> _PROMPT_: Write the entries below again, precisely as they appear.

--- RECORDED DATA ---

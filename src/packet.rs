//! Typed packet abstraction for the motor controller link
//!
//! The wire-level framing and checksums live behind the transport boundary;
//! this module only defines the decoded packet payloads the engine consumes
//! and the command payloads it emits. Unknown telemetry types are carried as
//! raw bytes so applications can register their own handlers for them.

use crate::types::Pose;

/// Telemetry packet received from the device
#[derive(Debug, Clone)]
pub enum TelemetryPacket {
    /// Periodic state packet (pose, velocities, battery, flags, sonar)
    Status(StatusPacket),
    /// Digital IO snapshot
    Io(IoPacket),
    /// Raw encoder pose, uncorrected by any localization
    Encoder(EncoderPacket),
    /// Unrecognized packet type, dispatched to registered custom handlers
    Other {
        /// Device-assigned packet type id
        id: u8,
        /// Undecoded payload bytes
        payload: Vec<u8>,
    },
}

/// One sonar reading inside a status packet
#[derive(Debug, Clone, Copy, PartialEq)]
pub struct SonarReading {
    /// Transducer index
    pub index: usize,
    /// Measured range in millimeters
    pub range_mm: f64,
}

/// Periodic device state packet
///
/// The device emits one of these every motor-controller cycle; the engine
/// folds it into the shared [`RobotState`](crate::state::RobotState)
/// snapshot. Fields a given controller does not report are left at their
/// defaults by the transport decoder.
#[derive(Debug, Clone, Default)]
pub struct StatusPacket {
    /// Corrected global pose
    pub pose: Pose,
    /// Translational velocity (mm/s)
    pub vel: f64,
    /// Rotational velocity (deg/s)
    pub rot_vel: f64,
    /// Lateral velocity (mm/s), zero on non-holonomic bases
    pub lat_vel: f64,
    /// Instantaneous battery voltage (volts)
    pub battery_volts: f64,
    /// Motor stall bits (left = bit 0, right = bit 8, device specific above)
    pub stall_flags: u16,
    /// Bumper contact bits
    pub bumper_flags: u16,
    /// Charger attached and charging
    pub charging: bool,
    /// Sonar readings updated since the previous status packet
    pub sonar: Vec<SonarReading>,
}

/// Digital IO snapshot packet
#[derive(Debug, Clone, Copy, Default)]
pub struct IoPacket {
    /// Digital input bits
    pub digital_in: u16,
    /// Digital output bits as last latched by the device
    pub digital_out: u16,
}

/// Raw encoder pose packet
#[derive(Debug, Clone, Copy, Default)]
pub struct EncoderPacket {
    /// Dead-reckoned pose in the encoder frame
    pub pose: Pose,
}

/// Motion command packet sent down to the device
///
/// Exactly one channel per variant; the cycle engine decides each cycle
/// which variants to (re)send. Velocities are mm/s and deg/s, distances
/// millimeters, headings absolute degrees.
#[derive(Debug, Clone, Copy, PartialEq)]
pub enum CommandPacket {
    /// Translational velocity setpoint
    SetVelocity { mm_per_sec: f64 },
    /// Rotational velocity setpoint
    SetRotVel { deg_per_sec: f64 },
    /// Absolute heading setpoint (device-side turn controller)
    SetHeading { deg: f64 },
    /// Lateral velocity setpoint (holonomic bases only)
    SetLatVel { mm_per_sec: f64 },
    /// Device-profiled move of a fixed distance (negative = backward)
    MoveDistance { mm: f64 },
    /// Upper bound on forward velocity
    SetMaxVel { mm_per_sec: f64 },
    /// Lower bound on backward velocity (value is negative)
    SetMaxNegVel { mm_per_sec: f64 },
    /// Upper bound on rotational speed
    SetMaxRotVel { deg_per_sec: f64 },
    /// Translational acceleration limit
    SetTransAccel { mm_per_sec2: f64 },
    /// Translational deceleration limit
    SetTransDecel { mm_per_sec2: f64 },
    /// Rotational acceleration limit
    SetRotAccel { deg_per_sec2: f64 },
    /// Rotational deceleration limit
    SetRotDecel { deg_per_sec2: f64 },
    /// Immediate stop on all channels
    Stop,
}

---

> _EXPECTED ANSWER_:
filename src/packet.rs
//! Typed packet abstraction for the motor controller link
//!
//! The wire-level framing and checksums live behind the transport boundary;
//! this module only defines the decoded packet payloads the engine consumes
//! and the command payloads it emits. Unknown telemetry types are carried as
//! raw bytes so applications can register their own handlers for them.

use crate::types::Pose;

/// Telemetry packet received from the device
#[derive(Debug, Clone)]
pub enum TelemetryPacket {
    /// Periodic state packet (pose, velocities, battery, flags, sonar)
    Status(StatusPacket),
    /// Digital IO snapshot
    Io(IoPacket),
    /// Raw encoder pose, uncorrected by any localization
    Encoder(EncoderPacket),
    /// Unrecognized packet type, dispatched to registered custom handlers
    Other {
        /// Device-assigned packet type id
        id: u8,
        /// Undecoded payload bytes
        payload: Vec<u8>,
    },
}

/// One sonar reading inside a status packet
#[derive(Debug, Clone, Copy, PartialEq)]
pub struct SonarReading {
    /// Transducer index
    pub index: usize,
    /// Measured range in millimeters
    pub range_mm: f64,
}

/// Periodic device state packet
///
/// The device emits one of these every motor-controller cycle; the engine
/// folds it into the shared [`RobotState`](crate::state::RobotState)
/// snapshot. Fields a given controller does not report are left at their
/// defaults by the transport decoder.
#[derive(Debug, Clone, Default)]
pub struct StatusPacket {
    /// Corrected global pose
    pub pose: Pose,
    /// Translational velocity (mm/s)
    pub vel: f64,
    /// Rotational velocity (deg/s)
    pub rot_vel: f64,
    /// Lateral velocity (mm/s), zero on non-holonomic bases
    pub lat_vel: f64,
    /// Instantaneous battery voltage (volts)
    pub battery_volts: f64,
    /// Motor stall bits (left = bit 0, right = bit 8, device specific above)
    pub stall_flags: u16,
    /// Bumper contact bits
    pub bumper_flags: u16,
    /// Charger attached and charging
    pub charging: bool,
    /// Sonar readings updated since the previous status packet
    pub sonar: Vec<SonarReading>,
}

/// Digital IO snapshot packet
#[derive(Debug, Clone, Copy, Default)]
pub struct IoPacket {
    /// Digital input bits
    pub digital_in: u16,
    /// Digital output bits as last latched by the device
    pub digital_out: u16,
}

/// Raw encoder pose packet
#[derive(Debug, Clone, Copy, Default)]
pub struct EncoderPacket {
    /// Dead-reckoned pose in the encoder frame
    pub pose: Pose,
}

/// Motion command packet sent down to the device
///
/// Exactly one channel per variant; the cycle engine decides each cycle
/// which variants to (re)send. Velocities are mm/s and deg/s, distances
/// millimeters, headings absolute degrees.
#[derive(Debug, Clone, Copy, PartialEq)]
pub enum CommandPacket {
    /// Translational velocity setpoint
    SetVelocity { mm_per_sec: f64 },
    /// Rotational velocity setpoint
    SetRotVel { deg_per_sec: f64 },
    /// Absolute heading setpoint (device-side turn controller)
    SetHeading { deg: f64 },
    /// Lateral velocity setpoint (holonomic bases only)
    SetLatVel { mm_per_sec: f64 },
    /// Device-profiled move of a fixed distance (negative = backward)
    MoveDistance { mm: f64 },
    /// Upper bound on forward velocity
    SetMaxVel { mm_per_sec: f64 },
    /// Lower bound on backward velocity (value is negative)
    SetMaxNegVel { mm_per_sec: f64 },
    /// Upper bound on rotational speed
    SetMaxRotVel { deg_per_sec: f64 },
    /// Translational acceleration limit
    SetTransAccel { mm_per_sec2: f64 },
    /// Translational deceleration limit
    SetTransDecel { mm_per_sec2: f64 },
    /// Rotational acceleration limit
    SetRotAccel { deg_per_sec2: f64 },
    /// Rotational deceleration limit
    SetRotDecel { deg_per_sec2: f64 },
    /// Immediate stop on all channels
    Stop,
}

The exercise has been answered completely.